Current osteoporosis therapies fail to fully restore bone mass because of insufficient targeting of the bone marrow microenvironment. Here, we report a cell-mediated delivery platform that leverages senescent neutrophils to specifically transport canonical lipolytic receptor (CLR) agonists to bone marrow adipose tissue (BMAT). Using both ovariectomy-induced and aged osteoporosis mouse models, we demonstrated that systemic CLR activation significantly reduces BMAT volume while improving trabecular bone structure but at the cost of inducing systemic lipolysis and metabolic disturbances.
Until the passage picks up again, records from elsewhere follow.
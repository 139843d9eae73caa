//! Unpadded base64url encoding, used for JWK field values.

use base64ct::{Base64UrlUnpadded, Encoding};

use crate::error::CryptoError;

pub fn base64url_encode(data: &[u8]) -> String {
    Base64UrlUnpadded::encode_string(data)
}

pub fn base64url_decode(s: &str) -> Result<Vec<u8>, CryptoError> {
    Base64UrlUnpadded::decode_vec(s).map_err(|e| CryptoError::Base64Decode(e.to_string()))
}
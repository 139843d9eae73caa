//! Deterministic active-key selection.
//!
//! Every "current key" lookup in the system goes through [`select_active`].
//! It is a pure function of the candidate rows: among eligible candidates it
//! picks the one with the latest creation time, breaking timestamp ties by
//! id. Two service instances racing the same query therefore converge on the
//! same winner without any distributed lock or shared cache.

use chrono::{DateTime, Utc};
use uuid::Uuid;

use crate::error::BarrierError;

/// A row that can compete to be the active key of its scope.
pub trait KeyCandidate {
    fn candidate_id(&self) -> Uuid;
    fn candidate_created_at(&self) -> DateTime<Utc>;
    /// Whether this row is still eligible to be active (not yet rotated
    /// out, or still flagged active, depending on the record type).
    fn is_eligible(&self) -> bool;
}

/// Pick the active key among `candidates`: eligible, maximum `created_at`,
/// ties broken by maximum id. Fails with `NoActiveKey` when no eligible
/// candidate exists, which is fatal for that scope.
pub fn select_active<'a, C: KeyCandidate>(
    candidates: &'a [C],
    scope: &str,
) -> Result<&'a C, BarrierError> {
    candidates
        .iter()
        .filter(|c| c.is_eligible())
        .max_by(|a, b| {
            (a.candidate_created_at(), a.candidate_id())
                .cmp(&(b.candidate_created_at(), b.candidate_id()))
        })
        .ok_or_else(|| BarrierError::NoActiveKey {
            scope: scope.to_string(),
        })
}

#[cfg(test)]
mod tests {
    use super::*;
    use chrono::TimeZone;

    struct Row {
        id: Uuid,
        created_at: DateTime<Utc>,
        eligible: bool,
    }

    impl KeyCandidate for Row {
        fn candidate_id(&self) -> Uuid {
            self.id
        }
        fn candidate_created_at(&self) -> DateTime<Utc> {
            self.created_at
        }
        fn is_eligible(&self) -> bool {
            self.eligible
        }
    }

    fn at(secs: i64) -> DateTime<Utc> {
        Utc.timestamp_opt(secs, 0).unwrap()
    }

    fn row(secs: i64, eligible: bool) -> Row {
        Row {
            id: Uuid::new_v4(),
            created_at: at(secs),
            eligible,
        }
    }

    #[test]
    fn picks_latest_eligible() {
        let rows = vec![row(10, true), row(30, true), row(20, true)];
        let winner = select_active(&rows, "test").unwrap();
        assert_eq!(winner.candidate_created_at(), at(30));
    }

    #[test]
    fn ignores_ineligible_rows() {
        let rows = vec![row(10, true), row(99, false)];
        let winner = select_active(&rows, "test").unwrap();
        assert_eq!(winner.candidate_created_at(), at(10));
    }

    #[test]
    fn breaks_timestamp_tie_by_id() {
        let id_a = Uuid::from_u128(1);
        let id_b = Uuid::from_u128(2);
        let rows = vec![
            Row {
                id: id_a,
                created_at: at(50),
                eligible: true,
            },
            Row {
                id: id_b,
                created_at: at(50),
                eligible: true,
            },
        ];
        assert_eq!(select_active(&rows, "test").unwrap().candidate_id(), id_b);

        // Same winner regardless of row order.
        let reversed: Vec<Row> = rows.into_iter().rev().collect();
        assert_eq!(
            select_active(&reversed, "test").unwrap().candidate_id(),
            id_b
        );
    }

    #[test]
    fn deterministic_across_permutations() {
        let rows: Vec<Row> = (0..8).map(|i| row(i % 3, true)).collect();
        let winner = select_active(&rows, "test").unwrap().candidate_id();
        let mut shuffled: Vec<Row> = rows.into_iter().rev().collect();
        shuffled.rotate_left(3);
        assert_eq!(
            select_active(&shuffled, "test").unwrap().candidate_id(),
            winner
        );
    }

    #[test]
    fn empty_set_is_no_active_key() {
        let rows: Vec<Row> = Vec::new();
        match select_active(&rows, "content") {
            Err(BarrierError::NoActiveKey { scope }) => assert_eq!(scope, "content"),
            other => panic!("expected NoActiveKey, got {:?}", other.map(|_| ())),
        }
    }

    #[test]
    fn all_ineligible_is_no_active_key() {
        let rows = vec![row(1, false), row(2, false)];
        assert!(matches!(
            select_active(&rows, "x"),
            Err(BarrierError::NoActiveKey { .. })
        ));
    }
}
//! Random key generation.

use zeroize::Zeroizing;

use crate::envelope::EnvelopeAlg;
use crate::error::CryptoError;

/// Generate random key material sized for `alg`. The returned buffer is
/// zeroized on drop.
pub fn generate_key(alg: EnvelopeAlg) -> Result<Zeroizing<Vec<u8>>, CryptoError> {
    random_bytes(alg.key_len())
}

/// Generate `len` random bytes, zeroized on drop.
pub fn random_bytes(len: usize) -> Result<Zeroizing<Vec<u8>>, CryptoError> {
    let mut bytes = Zeroizing::new(vec![0u8; len]);
    getrandom::getrandom(&mut bytes).map_err(|e| CryptoError::RngFailed(e.to_string()))?;
    Ok(bytes)
}

#[cfg(test)]
mod tests {
    use super::*;

    #[test]
    fn key_length_matches_algorithm() {
        assert_eq!(generate_key(EnvelopeAlg::Aes256Gcm).unwrap().len(), 32);
        assert_eq!(generate_key(EnvelopeAlg::Aes128Gcm).unwrap().len(), 16);
        assert_eq!(generate_key(EnvelopeAlg::Aes256Kw).unwrap().len(), 32);
    }

    #[test]
    fn keys_are_unique() {
        let a = generate_key(EnvelopeAlg::Aes256Gcm).unwrap();
        let b = generate_key(EnvelopeAlg::Aes256Gcm).unwrap();
        assert_ne!(a.to_vec(), b.to_vec());
    }
}
//! Engine configuration.
//!
//! Validation happens before any core component is constructed: a config
//! with out-of-range values never reaches the rotation engine.

use serde::Deserialize;
use thiserror::Error;

/// Inclusive bounds for the per-elastic-key material count.
pub const MIN_MATERIALS: u32 = 1;
pub const MAX_MATERIALS: u32 = 100;

/// Audit sampling rate bounds, in percent.
pub const MAX_SAMPLE_RATE: u8 = 100;

#[derive(Debug, Error, PartialEq, Eq)]
pub enum ConfigError {
    #[error("max_materials must be between {MIN_MATERIALS} and {MAX_MATERIALS}, got {0}")]
    MaxMaterialsOutOfRange(u32),

    #[error("audit_sample_rate must be between 0 and {MAX_SAMPLE_RATE}, got {0}")]
    SampleRateOutOfRange(u8),
}

#[derive(Debug, Clone, Deserialize)]
pub struct EngineConfig {
    /// Default materials bound for newly created elastic keys.
    #[serde(default = "default_max_materials")]
    pub max_materials: u32,

    /// Whether audit events are emitted at all.
    #[serde(default = "default_audit_enabled")]
    pub audit_enabled: bool,

    /// Percentage of create/rotate events to audit (0–100), decided
    /// independently per event.
    #[serde(default = "default_sample_rate")]
    pub audit_sample_rate: u8,
}

fn default_max_materials() -> u32 {
    10
}

fn default_audit_enabled() -> bool {
    true
}

fn default_sample_rate() -> u8 {
    100
}

impl Default for EngineConfig {
    fn default() -> Self {
        Self {
            max_materials: default_max_materials(),
            audit_enabled: default_audit_enabled(),
            audit_sample_rate: default_sample_rate(),
        }
    }
}

impl EngineConfig {
    pub fn validate(&self) -> Result<(), ConfigError> {
        validate_max_materials(self.max_materials)?;
        if self.audit_sample_rate > MAX_SAMPLE_RATE {
            return Err(ConfigError::SampleRateOutOfRange(self.audit_sample_rate));
        }
        Ok(())
    }
}

/// Shared bound check, also applied to per-key overrides.
pub(crate) fn validate_max_materials(value: u32) -> Result<(), ConfigError> {
    if !(MIN_MATERIALS..=MAX_MATERIALS).contains(&value) {
        return Err(ConfigError::MaxMaterialsOutOfRange(value));
    }
    Ok(())
}

#[cfg(test)]
mod tests {
    use super::*;

    #[test]
    fn default_config_is_valid() {
        assert!(EngineConfig::default().validate().is_ok());
    }

    #[test]
    fn rejects_zero_materials() {
        let config = EngineConfig {
            max_materials: 0,
            ..EngineConfig::default()
        };
        assert_eq!(
            config.validate(),
            Err(ConfigError::MaxMaterialsOutOfRange(0))
        );
    }

    #[test]
    fn rejects_excess_materials() {
        let config = EngineConfig {
            max_materials: 101,
            ..EngineConfig::default()
        };
        assert!(config.validate().is_err());
    }

    #[test]
    fn rejects_sample_rate_over_100() {
        let config = EngineConfig {
            audit_sample_rate: 101,
            ..EngineConfig::default()
        };
        assert_eq!(config.validate(), Err(ConfigError::SampleRateOutOfRange(101)));
    }

    #[test]
    fn bounds_are_inclusive() {
        for max_materials in [MIN_MATERIALS, MAX_MATERIALS] {
            let config = EngineConfig {
                max_materials,
                audit_sample_rate: 0,
                ..EngineConfig::default()
            };
            assert!(config.validate().is_ok());
        }
    }

    #[test]
    fn deserializes_with_defaults() {
        let config: EngineConfig = serde_json::from_str("{}").unwrap();
        assert_eq!(config.max_materials, 10);
        assert!(config.audit_enabled);
        assert_eq!(config.audit_sample_rate, 100);
    }
}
To overcome these limitations, we developed CL316243(CL)-loaded nanoparticles delivered by senescent neutrophils (CL-NPs@NEs), which exhibited greater bone marrow accumulation than free drug. CL-NPs@NEs treatment led to remarkable bone mass recovery without causing peripheral fat loss or metabolic complications. Combining neutrophil-delivered CL and parathyroid hormone further enhanced therapeutic efficacy. Our findings establish senescent neutrophils as effective drug carriers for bone marrow-targeted therapy and reveal that CLR agonism is a viable strategy to remodel the adipocyte-rich bone marrow microenvironment. Targeted modulation of marrow adipose tissue combined with the osteoanabolic agent teriparatide holds promise for superior bone microarchitecture reconstruction and bone quality improvement in osteoporosis.